Que s’est-il donc passé  alors ? Pourquoi une religion qui, à la différence de ses prédécesseurs, est sans clergé et peut donc favoriser une liberté d’interprétation, s’est-elle repliée sur elle ? Cette question constitue la deuxième partie du livre, intitulée : « L’Islam entre culturalité et politique ». La clef, selon l’auteur, se trouverait dans cette rivalité mimétique qu’entretient l’Islam avec le premier des monothéismes : celui des Hébreux. Par sa connaissance pointue de la Torah, Samama, étant lui-même d’origine juive, nous explique que  le Coran «  forclôt la question de sa propre origine » tout….en se référant sans cesse au monothéisme hébraïque dont il est issu au travers des emprunts multiples au Pentateuque.

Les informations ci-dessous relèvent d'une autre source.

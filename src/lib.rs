//! Lending catalog core
//!
//! Books, members and the loans that link them. Loans are written only
//! through [`services::loans::LoansService`], which resolves both references
//! before every write; deleting a book or member sweeps its loans first.

pub mod config;
pub mod error;
pub mod models;
pub mod repository;
pub mod services;

pub use config::AppConfig;
pub use error::{AppError, AppResult, EntityKind};
pub use repository::Repository;
pub use services::Services;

Désireux de « recadrer » le sacré de ses prédécesseurs sur le dieu Unique, prêtant le flanc à la collusion entre pouvoir spirituel et temporel, l’Islam s’est posé en challenger au lieu d’approfondir la spiritualité monothéiste comme il avait initialement l’ambition de le faire. Et pourtant il y avait un espace à saisir, qui n’était pas simplement conjoncturel et lié à la chute de l’Empire romain. Cet espace, quel est-il ? C’est celui d’une spiritualité retrouvée. Face à une marche prométhéenne … «  visant à se rendre « maître et possesseur de la nature », comme le propose Descartes, une attitude qui choisit, comme y invite son texte sacré, de se « soumettre » à la création (El ‘dounia) parfaite de Dieu », n’est pas étranger aux préoccupations écologiques de notre époque.

C’est là un des intérêts de cet essai que d’ouvrir grandes les portes de l’interprétation en comparant les religions du Livre qui se sont longtemps affrontées. Le moment est-il venu de les réconcilier ? C’est ce que nous propose l’auteur dans sa troisième et dernière partie. Pour ce faire, six perspectives sont explorées, que nous nous permettrons de commenter.

La première, c’est « la séparation ». Elle est peu probable dans notre monde hyperconnecté, mais possible. Cela enferrerait davantage l’Islam dans son splendide isolement en laissant entendre que nous sommes décidément dans un monde de monades enfermées dans nos solitudes et incapables d’échanger entre nous. Cette hypothèse conforterait la thèse d’Huntington sur le choc des civilisations. Elle contribuerait de plus à livrer l’Islam aux intégrismes et à leur volonté de Djihad en le dé-spiritualisant pour en faire une simple machine de guerre. Un bien triste scénario.

La 2e perspective consiste en une « coexistence harmonieuse ». Cet œcuménisme, qui fleure bon Vatican II, renoue avec le temps jadis où les trois religions vivaient à peu près pacifiquement au sein des empires de l’Islam. Mais elle suppose comme prémisse la reconstitution de son pouvoir temporel : le califat. Ce qui n’est pas franchement souhaitable, compte tenu de l’expérience pervertie de l’Etat islamique et de celle des ayatollahs en Iran. De plus elle aurait tendance à donner la prévalence aux clercs par rapport aux profanes et les premiers seraient bien tentés de détourner à leur avantage le dialogue interculturel dans un étonnant commerce : un peu de spiritualité contre la reconnaissance par l’Occident de leur pouvoir politique. Clercs de tous les pays, unissez-vous ! Voilà de quoi mettre tranquillement sur la touche les mouvements de laïcisation qui doivent être poursuivis après quarante années de domination littérale du Coran.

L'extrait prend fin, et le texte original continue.